In sum, reliable statistics indicate that private hospital care is, at worst, 5.3% more expensive than public hospital care, but it is likely to be significantly cheaper when the quality of care and other services, as well as the inefficiency of the government funding channel, are taken into account. For example, if, in South Africa, Montagu’s finding that the risk of mortality is 60% less in the private than in the public sector, the cost of saving a life is 36.8% cheaper in private hospitals than in public hospitals. Furthermore, in terms of the cost to the economy, public hospital care has been, and is likely to continue, getting rapidly more expensive than private hospital care.

Finally, public hospitals are getting worse, not better, at providing affordable healthcare to the poor.

To provide more healthcare at a lower price to the poor, the government is undermining the many private efforts of South Africans to look after their own health. Less obviously, it is shifting a great proportion of the country’s resources away from other important areas to provide far from satisfactory healthcare.

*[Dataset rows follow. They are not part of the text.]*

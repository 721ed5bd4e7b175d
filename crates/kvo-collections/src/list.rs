//! Typed lists backed by a store list.
//!
//! # Ordering
//!
//! Every write goes through [`List::append_batch_head_first`], a single
//! `LPUSH` of the whole batch. The store inserts each value at the head in
//! turn, so a batch `[a, b, c]` reads back as `[c, b, a]`. Reads return the
//! stored head-to-tail order unchanged.
//!
//! Transforms read the full list and write the result back through the same
//! primitive, so they reverse twice: `map` and `filter` results read back in
//! the order the source elements were appended.
//!
//! # Replace protocol
//!
//! [`TransformMode::Replace`] never writes into the source key directly:
//!
//! 1. the result is pushed under a temporary key (`<key>_<uuid>`);
//! 2. the source key is deleted;
//! 3. the temporary key is renamed onto the source key.
//!
//! A failure during step 1 leaves the source untouched. A failure between
//! steps 1 and 2 leaves the source untouched and orphans the temporary key.
//! Only a failure between steps 2 and 3 loses data, so nothing runs between
//! them. Two replaces racing on one key both read the same source and the
//! later rename wins; callers that care must serialize transforms per key.

use std::fmt;
use std::sync::Arc;

use kvo_codec::{Codec, CodecResult};
use kvo_store::KeyValueStore;
use serde::de::DeserializeOwned;
use serde::Serialize;
use tracing::debug;

use crate::error::{CollectionError, Result};
use crate::keys::temp_key;
use crate::mode::TransformMode;

/// An ordered collection of `T` stored as a list under one key.
///
/// Constructing a `List` has no remote effect; the key appears on first
/// append. The store handle is shared and outlives no particular list.
pub struct List<T> {
    store: Arc<dyn KeyValueStore>,
    key: String,
    codec: Codec<T>,
}

impl<T: Serialize + DeserializeOwned + 'static> List<T> {
    /// A list using the JSON codec.
    pub fn new(store: Arc<dyn KeyValueStore>, key: impl Into<String>) -> Self {
        Self::with_codec(store, key, Codec::json())
    }
}

impl<T> List<T> {
    /// A list using an explicit codec.
    pub fn with_codec(store: Arc<dyn KeyValueStore>, key: impl Into<String>, codec: Codec<T>) -> Self {
        Self {
            store,
            key: key.into(),
            codec,
        }
    }

    pub fn key(&self) -> &str {
        &self.key
    }

    pub fn codec(&self) -> &Codec<T> {
        &self.codec
    }

    pub fn store(&self) -> &Arc<dyn KeyValueStore> {
        &self.store
    }

    // ---- Codec configuration ----

    /// Replace the encoder used by later writes. Stored data is not touched.
    pub fn set_serializer<E>(&mut self, encode: E) -> &mut Self
    where
        E: Fn(&T) -> CodecResult<String> + Send + Sync + 'static,
    {
        self.codec = self.codec.clone().with_encoder(encode);
        self
    }

    /// Replace the decoder used by later reads.
    pub fn set_deserializer<D>(&mut self, decode: D) -> &mut Self
    where
        D: Fn(&str) -> CodecResult<T> + Send + Sync + 'static,
    {
        self.codec = self.codec.clone().with_decoder(decode);
        self
    }

    pub fn set_codec(&mut self, codec: Codec<T>) -> &mut Self {
        self.codec = codec;
        self
    }

    pub fn with_serializer<E>(mut self, encode: E) -> Self
    where
        E: Fn(&T) -> CodecResult<String> + Send + Sync + 'static,
    {
        self.set_serializer(encode);
        self
    }

    pub fn with_deserializer<D>(mut self, decode: D) -> Self
    where
        D: Fn(&str) -> CodecResult<T> + Send + Sync + 'static,
    {
        self.set_deserializer(decode);
        self
    }

    // ---- Reads ----

    /// Number of stored elements; `0` when the key does not exist.
    pub async fn length(&self) -> Result<u64> {
        Ok(self.store.llen(&self.key).await?)
    }

    /// The element at `index` in stored order. Negative indexes count from
    /// the tail.
    pub async fn at(&self, index: i64) -> Result<T> {
        let raw = self
            .store
            .lindex(&self.key, index)
            .await?
            .ok_or_else(|| CollectionError::NotFound {
                key: self.key.clone(),
                index,
            })?;
        self.decode(index, &raw)
    }

    /// Every element, head to tail.
    ///
    /// This is a full fetch of the list; nothing is streamed. A single
    /// undecodable element fails the whole call.
    pub async fn items(&self) -> Result<Vec<T>> {
        let raw = self.store.lrange(&self.key, 0, -1).await?;
        raw.iter()
            .enumerate()
            .map(|(i, value)| self.decode(i as i64, value))
            .collect()
    }

    fn decode(&self, index: i64, raw: &str) -> Result<T> {
        self.codec
            .decode(raw)
            .map_err(|source| CollectionError::Deserialization {
                key: self.key.clone(),
                index,
                source,
            })
    }

    // ---- Writes ----

    /// Append one element. Returns the list length afterwards.
    pub async fn append(&self, item: &T) -> Result<u64> {
        self.append_all(std::slice::from_ref(item)).await
    }

    /// Append a batch in a single store command.
    ///
    /// Every element is encoded before anything is sent, so an encode failure
    /// writes nothing. A multi-element batch reads back reversed.
    pub async fn append_all(&self, items: &[T]) -> Result<u64> {
        let encoded =
            self.codec
                .encode_all(items)
                .map_err(|source| CollectionError::Serialization {
                    key: self.key.clone(),
                    source,
                })?;
        self.append_batch_head_first(&encoded).await
    }

    /// Push already encoded values onto the head of the list, last value
    /// first. The only write path for list contents.
    ///
    /// An empty batch sends no write (the store rejects an empty push) and
    /// reports the current length.
    pub async fn append_batch_head_first(&self, encoded: &[String]) -> Result<u64> {
        if encoded.is_empty() {
            return self.length().await;
        }
        let len = self.store.lpush(&self.key, encoded).await?;
        debug!(key = %self.key, count = encoded.len(), len, "pushed batch");
        Ok(len)
    }

    /// Delete the list. Deleting a missing list is not an error.
    pub async fn obliterate(&self) -> Result<()> {
        let existed = self.store.del(&self.key).await?;
        debug!(key = %self.key, existed, "obliterated list");
        Ok(())
    }

    // ---- Transforms ----

    /// Apply `transform(element, index, all)` to every element, JSON-encoding
    /// the results.
    pub async fn map<U, F>(&self, mode: TransformMode, transform: F) -> Result<List<U>>
    where
        U: Serialize + DeserializeOwned + 'static,
        F: FnMut(&T, usize, &[T]) -> U,
    {
        self.map_with_codec(mode, Codec::json(), transform).await
    }

    /// [`map`](Self::map) with an explicit codec for the results.
    pub async fn map_with_codec<U, F>(
        &self,
        mode: TransformMode,
        codec: Codec<U>,
        mut transform: F,
    ) -> Result<List<U>>
    where
        F: FnMut(&T, usize, &[T]) -> U,
    {
        let items = self.items().await?;
        let mapped: Vec<U> = items
            .iter()
            .enumerate()
            .map(|(i, item)| transform(item, i, &items))
            .collect();
        self.write_back(mode, codec, mapped).await
    }

    /// Map into a new list under a generated key.
    pub async fn map_copy<U, F>(&self, transform: F) -> Result<List<U>>
    where
        U: Serialize + DeserializeOwned + 'static,
        F: FnMut(&T, usize, &[T]) -> U,
    {
        self.map(TransformMode::Copy, transform).await
    }

    /// Map and swap the result in under this list's key.
    pub async fn map_replace<U, F>(&self, transform: F) -> Result<List<U>>
    where
        U: Serialize + DeserializeOwned + 'static,
        F: FnMut(&T, usize, &[T]) -> U,
    {
        self.map(TransformMode::Replace, transform).await
    }

    /// Keep the elements for which `predicate(element, index, all)` holds,
    /// in their original relative order. The result uses this list's codec.
    pub async fn filter<P>(&self, mode: TransformMode, predicate: P) -> Result<List<T>>
    where
        P: FnMut(&T, usize, &[T]) -> bool,
    {
        let kept = retain(self.items().await?, predicate);
        self.write_back(mode, self.codec.clone(), kept).await
    }

    pub async fn filter_copy<P>(&self, predicate: P) -> Result<List<T>>
    where
        P: FnMut(&T, usize, &[T]) -> bool,
    {
        self.filter(TransformMode::Copy, predicate).await
    }

    pub async fn filter_replace<P>(&self, predicate: P) -> Result<List<T>>
    where
        P: FnMut(&T, usize, &[T]) -> bool,
    {
        self.filter(TransformMode::Replace, predicate).await
    }

    /// The matching elements, read-only. Creates and modifies nothing.
    pub async fn select<P>(&self, predicate: P) -> Result<Vec<T>>
    where
        P: FnMut(&T, usize, &[T]) -> bool,
    {
        Ok(retain(self.items().await?, predicate))
    }

    /// Same as [`select`](Self::select).
    ///
    /// Despite the name this is not a fold: it returns the matching elements
    /// and never accumulates.
    pub async fn reduce<P>(&self, predicate: P) -> Result<Vec<T>>
    where
        P: FnMut(&T, usize, &[T]) -> bool,
    {
        self.select(predicate).await
    }

    /// Stage `items` under a temporary key, then either hand that key back
    /// (copy) or swap it onto this list's key (replace).
    async fn write_back<U>(&self, mode: TransformMode, codec: Codec<U>, items: Vec<U>) -> Result<List<U>> {
        let staged = List::with_codec(Arc::clone(&self.store), temp_key(&self.key), codec);
        staged.append_all(&items).await?;
        debug!(
            key = %self.key,
            temp_key = %staged.key,
            count = items.len(),
            %mode,
            "staged transform result"
        );
        match mode {
            TransformMode::Copy => Ok(staged),
            TransformMode::Replace => self.swap_in(staged, !items.is_empty()).await,
        }
    }

    /// Delete this key and rename `staged` onto it, back to back.
    ///
    /// An empty result never created its staging key, so there is nothing to
    /// rename and the deleted key already reads as the empty result.
    async fn swap_in<U>(&self, staged: List<U>, populated: bool) -> Result<List<U>> {
        self.store.del(&self.key).await?;
        if populated {
            self.store.rename(&staged.key, &self.key).await?;
        }
        debug!(key = %self.key, temp_key = %staged.key, populated, "replaced list");
        Ok(List {
            store: staged.store,
            key: self.key.clone(),
            codec: staged.codec,
        })
    }
}

/// Filter by a predicate that sees the whole sequence.
fn retain<T, P>(items: Vec<T>, mut predicate: P) -> Vec<T>
where
    P: FnMut(&T, usize, &[T]) -> bool,
{
    let keep: Vec<bool> = items
        .iter()
        .enumerate()
        .map(|(i, item)| predicate(item, i, &items))
        .collect();
    items
        .into_iter()
        .zip(keep)
        .filter_map(|(item, keep)| keep.then_some(item))
        .collect()
}

impl<T> Clone for List<T> {
    fn clone(&self) -> Self {
        Self {
            store: Arc::clone(&self.store),
            key: self.key.clone(),
            codec: self.codec.clone(),
        }
    }
}

impl<T> fmt::Debug for List<T> {
    fn fmt(&self, f: &mut fmt::Formatter<'_>) -> fmt::Result {
        f.debug_struct("List")
            .field("key", &self.key)
            .field("codec", &self.codec)
            .finish_non_exhaustive()
    }
}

The declining public admission rate per capita and the high mortality rate show that the government’s healthcare policy is leading to less care for the poor. Even if we were to accept that the health of the poor justifies a drop in the overall standards, the anti-private, pro-public path chosen by the government is a failure. If the government is serious about ­saving the lives of the poor and improving welfare in general, it needs to take a different path.